Specific Supplements/Drugs & Recommendations:
- Vitamin C & E:
- Dosage: 1000+ mg of C and 400+ IU of E daily, especially in combination, for weeks.
- Problem: Powerful antioxidants, shut down local inflammation.
- Solution: Avoid high doses chronically, especially around workouts. Smaller doses are okay.
- N-Acetylcysteine (NAC):
- Dosage: More than 2g per day, chronically.
- Problem: Reduces DOMS (delayed onset muscle soreness).
- Solution: Take in the morning or evening, far from workouts, or on rest days.
- Curcumin (from Turmeric):
- Dosage: More than 2g of curcuminoids daily.
- Problem: Anti-inflammatory, reduces soreness.
- Solution: Avoid pre/post-workout. Take in the evening.
- Resveratrol:
- Dosage: More than 250mg per day, chronically.
- Problem: Strong antioxidant.
- Solution: Avoid pre/post-workout. Take evenings or rest days. Avoid during bulking.
- Quercetin:
- Dosage: Over 1000mg per day, especially around workouts.

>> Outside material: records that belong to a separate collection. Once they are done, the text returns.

//! App listing, activation, and per-app queries.

use axum::extract::{Path, State};
use axum::routing::{get, post};
use axum::{Json, Router};
use serde_json::{json, Value};
use visor_engine::{validate_fields, QueryError};

use crate::api::{ask, ApiError, ApiState};
use crate::control::Control;

pub fn router() -> Router<ApiState> {
    Router::new()
        .route("/available", get(available))
        .route("/active", get(active))
        .route("/activate/:name", post(activate))
        .route("/:app/query/:name", post(query))
}

async fn available(State(state): State<ApiState>) -> Json<Value> {
    let names: Vec<&str> = state.apps.iter().map(|a| a.name.as_str()).collect();
    Json(json!({ "available_apps": names }))
}

async fn active(State(state): State<ApiState>) -> Result<Json<Value>, ApiError> {
    let name = ask(&state.ctrl, |reply| Control::GetActiveApp { reply }).await?;
    Ok(Json(json!({ "active_app": name })))
}

async fn activate(
    State(state): State<ApiState>,
    Path(name): Path<String>,
) -> Result<Json<Value>, ApiError> {
    let result = ask(&state.ctrl, |reply| Control::Activate {
        name: name.clone(),
        reply,
    })
    .await?;
    match result {
        Ok(()) => Ok(Json(json!({ "status": "ok", "active_app": name }))),
        Err(e) => Err(ApiError::not_found(e.to_string())),
    }
}

async fn query(
    State(state): State<ApiState>,
    Path((app, name)): Path<(String, String)>,
    payload: Option<Json<Value>>,
) -> Result<Json<Value>, ApiError> {
    let payload = payload.map(|Json(v)| v).unwrap_or(Value::Null);

    let info = state
        .apps
        .iter()
        .find(|a| a.name == app)
        .ok_or_else(|| ApiError::not_found(format!("app '{app}' is not registered")))?;
    let spec = info
        .queries
        .iter()
        .find(|q| q.name == name)
        .ok_or_else(|| ApiError::not_implemented(format!("query '{name}' is not supported")))?;

    validate_fields(spec.input, &payload).map_err(ApiError::bad_request)?;

    let result = ask(&state.ctrl, |reply| Control::Query {
        app: app.clone(),
        name: name.clone(),
        payload,
        reply,
    })
    .await?;

    match result {
        None => Err(ApiError::not_found(format!("app '{app}' is not registered"))),
        Some(Ok(value)) => Ok(Json(value)),
        Some(Err(QueryError::Unsupported(q))) => {
            Err(ApiError::not_implemented(format!("query '{q}' is not supported")))
        }
        Some(Err(e @ QueryError::InvalidPayload { .. })) => {
            Err(ApiError::bad_request(e.to_string()))
        }
    }
}
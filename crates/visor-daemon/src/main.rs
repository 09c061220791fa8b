//! Daemon entry point: wire the pipeline, transports, control channel,
//! and HTTP surface together, then run until interrupted.

mod api;
mod apps;
mod config;
mod control;
mod runtime;
mod transport;

use std::path::Path;
use std::sync::atomic::AtomicU8;
use std::sync::Arc;

use log::{debug, info, warn};
use visor_engine::Pipeline;

use crate::api::{ApiState, AppInfo};
use crate::config::{parse_transport_uri, Config};
use crate::transport::{Driver, UdpTransport, WsHub, DEFAULT_BRIGHTNESS};

#[tokio::main]
async fn main() -> Result<(), Box<dyn std::error::Error>> {
    env_logger::Builder::from_env(env_logger::Env::default().default_filter_or("info")).init();

    let config_path = std::env::args()
        .nth(1)
        .unwrap_or_else(|| "visor.toml".to_string());
    let config = Config::load(Path::new(&config_path))?;
    debug!(
        "extras: reactive_face.default_preset={} video_player.max_fps={} video_player.default_video={:?}",
        config.reactive_face.default_preset,
        config.video_player.max_fps,
        config.video_player.default_video
    );

    let brightness = Arc::new(AtomicU8::new(DEFAULT_BRIGHTNESS));

    // Static app registry; listing metadata is captured before the apps
    // move into the pipeline.
    let app_list = apps::registry();
    let infos: Vec<AppInfo> = app_list
        .iter()
        .map(|a| AppInfo {
            name: a.name().to_string(),
            events: a.events(),
            queries: a.queries(),
        })
        .collect();

    let mut pipeline = Pipeline::new(app_list, config.led_strip.led_number);
    let registry = Arc::new(pipeline.apps.build_event_registry());

    let (udp, udp_socket) = if config.system.transport.is_empty() {
        (None, None)
    } else {
        let (host, port) = parse_transport_uri(&config.system.transport)?;
        let udp = UdpTransport::connect(&host, port).await?;
        let socket = udp.socket();
        (Some(udp), Some(socket))
    };
    let ws = config
        .system
        .ws_enabled
        .then(|| WsHub::new(Arc::clone(&brightness)));
    if udp.is_none() && ws.is_none() {
        return Err(
            "no transport configured: set system.transport or enable system.ws_enabled".into(),
        );
    }

    let (ctrl_tx, ctrl_rx) = control::channel();

    let receiver_task = udp_socket
        .map(|socket| transport::spawn_receiver(socket, ctrl_tx.clone(), Arc::clone(&brightness)));

    if let Err(e) = pipeline.activate_app(&config.system.startup_app, false) {
        warn!("startup app not activated: {e}");
    }

    let driver = Driver::new(udp, ws.clone(), Arc::clone(&brightness));
    let loop_task = tokio::spawn(runtime::run(
        pipeline,
        driver,
        ctrl_rx,
        config.system.target_fps,
    ));

    let state = ApiState {
        ctrl: ctrl_tx,
        registry,
        apps: Arc::new(infos),
        brightness,
        ws,
    };
    let listener = tokio::net::TcpListener::bind(&config.system.http_listen).await?;
    info!("http control plane listening on {}", config.system.http_listen);
    axum::serve(listener, api::router(state))
        .with_graceful_shutdown(shutdown_signal())
        .await?;

    loop_task.abort();
    if let Some(task) = receiver_task {
        task.abort();
    }
    info!("shutdown complete");
    Ok(())
}

async fn shutdown_signal() {
    let _ = tokio::signal::ctrl_c().await;
    info!("shutdown requested");
}
//! UDP transport to the panel hardware, plus the receive task that
//! turns inbound packets into events.

use std::sync::atomic::{AtomicU8, Ordering};
use std::sync::Arc;
use std::time::Duration;

use log::{debug, error, info, warn};
use serde_json::json;
use tokio::net::UdpSocket;
use tokio::task::JoinHandle;
use visor_engine::proto::{Packet, TYPE_BUTTON, TYPE_INFO};
use visor_engine::Event;

use crate::control::{Control, ControlSender};

/// Connected datagram socket toward the device.
pub struct UdpTransport {
    socket: Arc<UdpSocket>,
}

impl UdpTransport {
    pub async fn connect(host: &str, port: u16) -> std::io::Result<Self> {
        let socket = UdpSocket::bind("0.0.0.0:0").await?;
        socket.connect((host, port)).await?;
        info!("udp transport connected to {host}:{port}");
        Ok(Self {
            socket: Arc::new(socket),
        })
    }

    /// Shared handle for the receive task.
    pub fn socket(&self) -> Arc<UdpSocket> {
        Arc::clone(&self.socket)
    }

    /// Fire-and-forget datagram send; failures are logged, never fatal.
    pub async fn send(&self, bytes: &[u8]) {
        if let Err(e) = self.socket.send(bytes).await {
            error!("udp send failed: {e}");
        }
    }
}

/// Receive loop: parse inbound packets, enqueue button presses as
/// events, track device-reported brightness, drop everything malformed.
pub fn spawn_receiver(
    socket: Arc<UdpSocket>,
    ctrl: ControlSender,
    brightness: Arc<AtomicU8>,
) -> JoinHandle<()> {
    tokio::spawn(async move {
        let mut buf = [0u8; 2048];
        loop {
            let n = match socket.recv(&mut buf).await {
                Ok(n) => n,
                Err(e) => {
                    error!("udp receive failed: {e}");
                    tokio::time::sleep(Duration::from_millis(100)).await;
                    continue;
                }
            };

            let packet = match Packet::unpack(&buf[..n]) {
                Ok(p) => p,
                Err(e) => {
                    warn!("dropping malformed packet: {e}");
                    continue;
                }
            };

            match packet.ptype {
                TYPE_BUTTON => match packet.parse_button() {
                    Ok(button_id) => {
                        info!("button press {button_id}");
                        let event = Event::new("button", json!({ "button_id": button_id }));
                        if ctrl.send(Control::Event(event)).is_err() {
                            return; // loop task is gone, nothing to feed
                        }
                    }
                    Err(e) => warn!("dropping button packet: {e}"),
                },
                TYPE_INFO => match packet.parse_info() {
                    Ok((fw_ver, level)) => {
                        debug!("device info: fw={fw_ver:#06x} brightness={level}");
                        brightness.store(level, Ordering::Relaxed);
                    }
                    Err(e) => warn!("dropping info packet: {e}"),
                },
                other => debug!("ignoring packet type {other:#04x}"),
            }
        }
    })
}
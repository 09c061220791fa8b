//! Shake post-effect: whole-frame translation by a cached random offset.

use glam::Vec2;
use serde::{Deserialize, Serialize};

use crate::effects::rng::Rng;
use crate::render::frame::Frame;

#[derive(Debug, Clone, Serialize, Deserialize)]
#[serde(default)]
pub struct ShakeEffect {
    /// Maximum shift in pixels.
    pub amplitude: f32,
    /// Offset resamples per second.
    pub frequency: f32,
    pub seed: Option<u64>,
    #[serde(skip)]
    state: Option<ShakeState>,
}

#[derive(Debug, Clone)]
struct ShakeState {
    rng: Rng,
    offset: Vec2,
    elapsed: f32,
}

impl Default for ShakeEffect {
    fn default() -> Self {
        Self {
            amplitude: 2.0,
            frequency: 10.0,
            seed: None,
            state: None,
        }
    }
}

impl ShakeEffect {
    pub fn apply(&mut self, frame: &mut Frame, dt: f32) {
        if self.amplitude <= 0.001 {
            return;
        }

        let seed = self.seed;
        let state = self.state.get_or_insert_with(|| ShakeState {
            rng: match seed {
                Some(s) => Rng::new(s),
                None => Rng::from_time(),
            },
            offset: Vec2::ZERO,
            elapsed: 0.0,
        });

        let change_interval = 1.0 / self.frequency.max(0.1);
        state.elapsed += dt;
        if state.elapsed >= change_interval {
            state.elapsed -= change_interval;
            // ~N(0, A/3), clipped to ±A.
            let sigma = self.amplitude / 3.0;
            state.offset = Vec2::new(
                (state.rng.next_normal() * sigma).clamp(-self.amplitude, self.amplitude),
                (state.rng.next_normal() * sigma).clamp(-self.amplitude, self.amplitude),
            );
        }

        if frame.width() == 0 || frame.height() == 0 {
            return;
        }

        let offset_x = state.offset.x.round() as i64;
        let offset_y = state.offset.y.round() as i64;
        if offset_x == 0 && offset_y == 0 {
            return;
        }

        *frame = translate_with_black_fill(frame, offset_x, offset_y);
    }
}

/// Shift pixels by an integer offset; regions shifted in from outside
/// the frame are black.
pub fn translate_with_black_fill(frame: &Frame, offset_x: i64, offset_y: i64) -> Frame {
    let width = frame.width() as i64;
    let height = frame.height() as i64;
    let mut out = Frame::new(frame.width(), frame.height());

    for dy in 0..height {
        let sy = dy - offset_y;
        if sy < 0 || sy >= height {
            continue;
        }
        for dx in 0..width {
            let sx = dx - offset_x;
            if sx < 0 || sx >= width {
                continue;
            }
            out.set_pixel(dx as usize, dy as usize, frame.pixel(sx as usize, sy as usize));
        }
    }
    out
}

#[cfg(test)]
mod tests {
    use super::*;

    #[test]
    fn translate_moves_and_black_fills() {
        let mut frame = Frame::new(3, 3);
        frame.set_pixel(0, 0, [255, 0, 0]);
        let out = translate_with_black_fill(&frame, 1, 1);
        assert_eq!(out.pixel(1, 1), [255, 0, 0]);
        assert_eq!(out.pixel(0, 0), [0, 0, 0]);
    }

    #[test]
    fn translate_negative_offsets() {
        let mut frame = Frame::new(3, 3);
        frame.set_pixel(2, 2, [0, 255, 0]);
        let out = translate_with_black_fill(&frame, -2, -2);
        assert_eq!(out.pixel(0, 0), [0, 255, 0]);
        assert_eq!(out.pixel(2, 2), [0, 0, 0]);
    }

    #[test]
    fn offset_is_cached_between_resamples() {
        let mut effect = ShakeEffect {
            seed: Some(5),
            frequency: 1.0,
            ..ShakeEffect::default()
        };
        let mut frame = Frame::new(4, 4);
        frame.set_pixel(2, 2, [9, 9, 9]);
        // Two short ticks within one resample interval see the same offset.
        effect.apply(&mut frame.clone(), 0.1);
        let first = effect.state.as_ref().map(|s| s.offset);
        effect.apply(&mut frame, 0.1);
        let second = effect.state.as_ref().map(|s| s.offset);
        assert_eq!(first, second);
    }

    #[test]
    fn offset_bounded_by_amplitude() {
        let mut effect = ShakeEffect {
            seed: Some(77),
            frequency: 1000.0,
            ..ShakeEffect::default()
        };
        let mut frame = Frame::new(2, 2);
        for _ in 0..200 {
            effect.apply(&mut frame, 0.01);
            let offset = effect.state.as_ref().map(|s| s.offset).unwrap();
            assert!(offset.x.abs() <= effect.amplitude);
            assert!(offset.y.abs() <= effect.amplitude);
        }
    }
}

- Problem: Antioxidant, immune support.
- Solution: Take during non-training times, and consider a lower dose.
- Metformin:
- Dosage: Over 2000mg per day.
- Problem: Blood glucose control drug.
- Solution: Avoid around workout sessions. Doses of 1000mg are usually fine.
- Berberine:
- Dosage: Over 1000mg per day.
- Problem: Natural glucose disposal agonist.
- Solution: Take 3-6 hours away from workouts. Consider lower doses or avoiding it during bulking.

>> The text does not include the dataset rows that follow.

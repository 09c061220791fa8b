//! Shape similarity between two images, used to pick transition types.
//!
//! Images are binarized by luminance (alpha-weighted for RGBA) and
//! compared structurally: intersection-over-union of the masks, the
//! ratio of mask sizes, and a center-of-mass distance penalty.

use crate::render::frame::Frame;

/// Luminance above which a pixel counts as "on" (normalized units).
pub const BINARIZE_LUMA: f32 = 0.5;

/// Mean brightness the source must exceed for a bright→dark call.
pub const BRIGHT_FROM_MEAN: f32 = 0.4;

/// Mean brightness the destination must stay under for a bright→dark call.
pub const DARK_TO_MEAN: f32 = 0.1;

#[derive(Debug, Clone, Copy, PartialEq, Eq)]
pub enum PixelFormat {
    Rgb,
    Rgba,
}

/// Borrowed view over RGB or RGBA pixel data.
#[derive(Debug, Clone, Copy)]
pub struct ImageView<'a> {
    data: &'a [u8],
    width: usize,
    height: usize,
    format: PixelFormat,
}

impl<'a> ImageView<'a> {
    pub fn rgb(data: &'a [u8], width: usize, height: usize) -> Self {
        debug_assert_eq!(data.len(), width * height * 3);
        Self {
            data,
            width,
            height,
            format: PixelFormat::Rgb,
        }
    }

    pub fn rgba(data: &'a [u8], width: usize, height: usize) -> Self {
        debug_assert_eq!(data.len(), width * height * 4);
        Self {
            data,
            width,
            height,
            format: PixelFormat::Rgba,
        }
    }

    pub fn of_frame(frame: &'a Frame) -> Self {
        Self::rgb(frame.as_bytes(), frame.width(), frame.height())
    }

    fn stride(&self) -> usize {
        match self.format {
            PixelFormat::Rgb => 3,
            PixelFormat::Rgba => 4,
        }
    }

    /// Alpha-weighted luminance, 0..255 scale.
    fn luminance(&self, x: usize, y: usize) -> f32 {
        let i = (y * self.width + x) * self.stride();
        let luma = 0.299 * f32::from(self.data[i])
            + 0.587 * f32::from(self.data[i + 1])
            + 0.114 * f32::from(self.data[i + 2]);
        match self.format {
            PixelFormat::Rgb => luma,
            PixelFormat::Rgba => luma * (f32::from(self.data[i + 3]) / 255.0),
        }
    }

    /// Mean over the color channels (alpha excluded), normalized to [0, 1].
    fn mean_rgb(&self) -> f32 {
        if self.width == 0 || self.height == 0 {
            return 0.0;
        }
        let stride = self.stride();
        let mut sum = 0u64;
        for px in self.data.chunks_exact(stride) {
            sum += u64::from(px[0]) + u64::from(px[1]) + u64::from(px[2]);
        }
        sum as f32 / ((self.width * self.height * 3) as f32 * 255.0)
    }
}

/// Similarity in [0, 1]: `0.7·IoU + 0.2·size_ratio − 0.1·center_penalty`.
/// Two empty masks compare as identical; mismatched dimensions as 0.
pub fn calculate_image_similarity(a: ImageView<'_>, b: ImageView<'_>) -> f32 {
    if a.width != b.width || a.height != b.height {
        return 0.0;
    }

    let mut intersection = 0u32;
    let mut union = 0u32;
    let mut count_a = 0u32;
    let mut count_b = 0u32;
    let mut center_a = [0.0f64; 2];
    let mut center_b = [0.0f64; 2];

    for y in 0..a.height {
        for x in 0..a.width {
            let on_a = a.luminance(x, y) / 255.0 > BINARIZE_LUMA;
            let on_b = b.luminance(x, y) / 255.0 > BINARIZE_LUMA;
            if on_a && on_b {
                intersection += 1;
            }
            if on_a || on_b {
                union += 1;
            }
            if on_a {
                count_a += 1;
                center_a[0] += x as f64;
                center_a[1] += y as f64;
            }
            if on_b {
                count_b += 1;
                center_b[0] += x as f64;
                center_b[1] += y as f64;
            }
        }
    }

    if union == 0 {
        return 1.0;
    }

    let iou = intersection as f32 / union as f32;

    let max_count = count_a.max(count_b);
    let size_similarity = if max_count == 0 {
        1.0
    } else {
        count_a.min(count_b) as f32 / max_count as f32
    };

    let distance_penalty = if count_a > 0 && count_b > 0 {
        let ca = [center_a[0] / f64::from(count_a), center_a[1] / f64::from(count_a)];
        let cb = [center_b[0] / f64::from(count_b), center_b[1] / f64::from(count_b)];
        let distance = ((ca[0] - cb[0]).powi(2) + (ca[1] - cb[1]).powi(2)).sqrt() as f32;
        let diag = ((a.width * a.width + a.height * a.height) as f32).sqrt();
        (distance / diag * 0.5).min(0.3)
    } else if count_a != count_b {
        0.3
    } else {
        0.0
    };

    (iou * 0.7 + size_similarity * 0.2 - distance_penalty * 0.1).clamp(0.0, 1.0)
}

/// Whether a transition goes from a bright image to a near-black one.
pub fn is_bright_to_dark(from: ImageView<'_>, to: ImageView<'_>) -> bool {
    from.mean_rgb() > BRIGHT_FROM_MEAN && to.mean_rgb() < DARK_TO_MEAN
}

#[cfg(test)]
mod tests {
    use super::*;

    fn frame_filled(w: usize, h: usize, rgb: [u8; 3]) -> Frame {
        let mut f = Frame::new(w, h);
        f.fill(rgb);
        f
    }

    #[test]
    fn identical_nonempty_images_score_at_weight_ceiling() {
        // IoU and size weights sum to 0.9; identical non-empty masks
        // land exactly there.
        let mut f = Frame::new(8, 8);
        f.set_pixel(2, 2, [255, 255, 255]);
        f.set_pixel(3, 3, [255, 255, 255]);
        let s = calculate_image_similarity(ImageView::of_frame(&f), ImageView::of_frame(&f));
        assert!((s - 0.9).abs() < 1e-6, "score was {s}");
    }

    #[test]
    fn both_empty_score_one() {
        let a = Frame::new(4, 4);
        let b = Frame::new(4, 4);
        let s = calculate_image_similarity(ImageView::of_frame(&a), ImageView::of_frame(&b));
        assert_eq!(s, 1.0);
    }

    #[test]
    fn empty_vs_nonempty_scores_low() {
        let a = Frame::new(8, 8);
        let b = frame_filled(8, 8, [255, 255, 255]);
        let s = calculate_image_similarity(ImageView::of_frame(&a), ImageView::of_frame(&b));
        assert!(s <= 0.3, "score was {}", s);
    }

    #[test]
    fn mismatched_shapes_score_zero() {
        let a = Frame::new(4, 4);
        let b = Frame::new(8, 8);
        assert_eq!(
            calculate_image_similarity(ImageView::of_frame(&a), ImageView::of_frame(&b)),
            0.0
        );
    }

    #[test]
    fn alpha_masks_rgba_luminance() {
        // Fully transparent white reads as dark.
        let data = vec![255, 255, 255, 0];
        let view = ImageView::rgba(&data, 1, 1);
        assert_eq!(view.luminance(0, 0), 0.0);
    }

    #[test]
    fn bright_to_dark_predicate() {
        let white = frame_filled(4, 4, [255, 255, 255]);
        let black = Frame::new(4, 4);
        assert!(is_bright_to_dark(
            ImageView::of_frame(&white),
            ImageView::of_frame(&black)
        ));
        assert!(!is_bright_to_dark(
            ImageView::of_frame(&black),
            ImageView::of_frame(&black)
        ));
        assert!(!is_bright_to_dark(
            ImageView::of_frame(&black),
            ImageView::of_frame(&white)
        ));
    }
}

- Alpha-Lipoic Acid (ALA):
- Dosage: Over 600mg per day, especially pre-workout.
- Problem: Antioxidant, insulin sensitizer, helpful for neuropathy support.

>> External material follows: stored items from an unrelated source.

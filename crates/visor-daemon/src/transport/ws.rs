//! WebSocket transport: broadcasts the same framed packets to every
//! connected client.

use std::sync::atomic::{AtomicU8, Ordering};
use std::sync::Arc;

use axum::extract::ws::{Message, WebSocket};
use futures_util::{SinkExt, StreamExt};
use log::{debug, info, warn};
use tokio::sync::broadcast;
use visor_engine::proto::{Packet, CMD_SET_BRIGHTNESS};

/// Packets a slow client may fall behind before it starts skipping.
const BROADCAST_DEPTH: usize = 16;

/// Fan-out hub. The loop task publishes each packed frame once; every
/// client task forwards from its own subscription.
#[derive(Clone)]
pub struct WsHub {
    tx: broadcast::Sender<Vec<u8>>,
    brightness: Arc<AtomicU8>,
}

impl WsHub {
    pub fn new(brightness: Arc<AtomicU8>) -> Self {
        let (tx, _) = broadcast::channel(BROADCAST_DEPTH);
        Self { tx, brightness }
    }

    /// Publish a packed packet to all connected clients.
    pub fn broadcast(&self, bytes: Vec<u8>) {
        // Error just means nobody is connected right now.
        let _ = self.tx.send(bytes);
    }

    pub fn client_count(&self) -> usize {
        self.tx.receiver_count()
    }

    /// Serve one client until it disconnects. Sends the current
    /// brightness immediately so new clients can calibrate.
    pub async fn handle_socket(&self, socket: WebSocket) {
        let (mut sink, mut stream) = socket.split();
        let mut rx = self.tx.subscribe();
        info!("ws client connected ({} total)", self.client_count());

        let hello =
            Packet::cmd(CMD_SET_BRIGHTNESS, &[self.brightness.load(Ordering::Relaxed)], 0).pack();
        if sink.send(Message::Binary(hello)).await.is_err() {
            return;
        }

        loop {
            tokio::select! {
                outbound = rx.recv() => match outbound {
                    Ok(bytes) => {
                        if sink.send(Message::Binary(bytes)).await.is_err() {
                            break;
                        }
                    }
                    Err(broadcast::error::RecvError::Lagged(skipped)) => {
                        debug!("ws client lagged, skipped {skipped} packets");
                    }
                    Err(broadcast::error::RecvError::Closed) => break,
                },
                inbound = stream.next() => match inbound {
                    Some(Ok(Message::Binary(data))) => match Packet::unpack(&data) {
                        Ok(packet) => debug!("ws packet type {:#04x}", packet.ptype),
                        Err(e) => warn!("dropping malformed ws packet: {e}"),
                    },
                    Some(Ok(Message::Close(_))) | None => break,
                    Some(Ok(_)) => {}
                    Some(Err(e)) => {
                        debug!("ws receive error: {e}");
                        break;
                    }
                },
            }
        }
        info!("ws client disconnected");
    }
}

- Solution: Take outside the workout window, reduce dosage to 300mg.
- Green Tea Catechins:
- Dosage: 500-800+ mg per day, especially pre-workout.
- Problem: Fat oxidizer, cardio-metabolic benefits, strong antioxidant.
- Solution: Avoid taking pre/post-workout.
- Ibuprofen (Advil):
- Dosage: 1200+ mg per day for weeks or acutely around workouts.
- Problem: Pain relief, inflammation control.
- Solution: Take 3-6 hours away from lifting, not in the workout window, or on rest days.
- Naproxen:
- Dosage: North of 500mg per day chronically.
- Problem: Long-lasting anti-inflammatory.
- Solution: If you must take it at high doses, consider switching to maintenance training and eating.
- Diclofenac (Voltaren):
- Dosage: Only 150mg per day.
- Problem: Super potent pain reliever, massive anti-inflammatory.
- Solution: Avoid taking around workouts.
- High-Dose Aspirin:
- Dosage: 650+ mg per dose every 6-8 hours.
- Problem: Anti-inflammatory.
- Solution: Avoid around training, keep the dose reasonable.
- Acetaminophen (Tylenol, Paracetamol):
- Dosage: 4 grams per day.
- Problem: Pain relief, fever reduction.
- Solution: Avoid pre- and post-workout.
In summary, the video emphasizes the importance of understanding the potential negative impact of common supplements and drugs on muscle growth, particularly due to their anti-inflammatory effects. It provides actionable advice on how to mitigate these negative effects through strategic timing and dosage adjustments.